In the following listing, find the lines containing "retrying" and report them.

:::::

//! Retry with exponential backoff for idempotent API calls.
//!
//! Only reads go through this; a retried charge or publish would
//! double-apply on the server.

use std::future::Future;
use std::time::Duration;
use tracing::{debug, warn};

/// Configuration for retry behavior.
#[derive(Debug, Clone)]
pub struct RetryConfig {
    /// Retry attempts after the initial one.
    pub max_retries: u32,
    /// Base delay, doubled each attempt.
    pub base_delay: Duration,
    /// Ceiling on the backoff delay.
    pub max_delay: Duration,
    /// Operation name for logging.
    pub operation_name: String,
}

impl Default for RetryConfig {
    fn default() -> Self {
        Self {
            max_retries: 3,
            base_delay: Duration::from_millis(200),
            max_delay: Duration::from_secs(5),
            operation_name: "api_call".to_string(),
        }
    }
}

impl RetryConfig {
    pub fn new(operation_name: impl Into<String>) -> Self {
        Self {
            operation_name: operation_name.into(),
            ..Default::default()
        }
    }

    pub fn with_max_retries(mut self, max_retries: u32) -> Self {
        self.max_retries = max_retries;
        self
    }

    pub fn with_base_delay(mut self, base_delay: Duration) -> Self {
        self.base_delay = base_delay;
        self
    }

    fn delay_for_attempt(&self, attempt: u32) -> Duration {
        self.base_delay
            .saturating_mul(2u32.saturating_pow(attempt))
            .min(self.max_delay)
    }
}

/// Run `operation`, retrying on error up to the configured attempts.
/// Returns the last error when every attempt fails.
pub async fn retry_async<F, Fut, T, E>(config: &RetryConfig, operation: F) -> Result<T, E>
where
    F: Fn() -> Fut,
    Fut: Future<Output = Result<T, E>>,
    E: std::fmt::Display,
{
    let mut attempt = 0u32;

    loop {
        match operation().await {
            Ok(value) => return Ok(value),
            Err(e) if attempt < config.max_retries => {
                attempt += 1;
                let delay = config.delay_for_attempt(attempt);
                debug!(
                    operation = %config.operation_name,
                    attempt,
                    delay_ms = delay.as_millis() as u64,
                    error = %e,
                    "retrying after failure"
                );
                tokio::time::sleep(delay).await;
            }
            Err(e) => {
                warn!(
                    operation = %config.operation_name,
                    attempts = attempt + 1,
                    error = %e,
                    "giving up after repeated failures"
                );
                return Err(e);
            }
        }
    }
}

#[cfg(test)]
mod tests {
    use super::*;
    use std::sync::atomic::{AtomicU32, Ordering};

    #[test]
    fn test_delay_doubles_and_caps() {
        let config = RetryConfig::new("test").with_base_delay(Duration::from_millis(100));
        assert_eq!(config.delay_for_attempt(1), Duration::from_millis(200));
        assert_eq!(config.delay_for_attempt(2), Duration::from_millis(400));
        assert_eq!(config.delay_for_attempt(10), Duration::from_secs(5));
    }

    #[tokio::test]
    async fn test_immediate_success_runs_once() {
        let calls = AtomicU32::new(0);
        let result = retry_async(&RetryConfig::new("test"), || {
            calls.fetch_add(1, Ordering::SeqCst);
            async { Ok::<_, String>(7) }
        })
        .await;

        assert_eq!(result.unwrap(), 7);
        assert_eq!(calls.load(Ordering::SeqCst), 1);
    }

    #[tokio::test]
    async fn test_eventual_success() {
        let config = RetryConfig::new("test").with_base_delay(Duration::from_millis(1));
        let calls = AtomicU32::new(0);

        let result = retry_async(&config, || {
            let n = calls.fetch_add(1, Ordering::SeqCst);
            async move {
                if n < 2 {
                    Err("transient")
                } else {
                    Ok(42)
                }
            }
        })
        .await;

        assert_eq!(result.unwrap(), 42);
        assert_eq!(calls.load(Ordering::SeqCst), 3);
    }

    #[tokio::test]
    async fn test_exhausted_returns_last_error() {
        let config = RetryConfig::new("test")
            .with_max_retries(2)
            .with_base_delay(Duration::from_millis(1));
        let calls = AtomicU32::new(0);

        let result: Result<(), String> = retry_async(&config, || {
            calls.fetch_add(1, Ordering::SeqCst);
            async { Err("down".to_string()) }
        })
        .await;

        assert_eq!(result.unwrap_err(), "down");
        assert_eq!(calls.load(Ordering::SeqCst), 3);
    }
}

:::::

| ANSWER FOR THIS EXERCISE |
/// Run `operation`, retrying on error up to the configured attempts.
                    "retrying after failure"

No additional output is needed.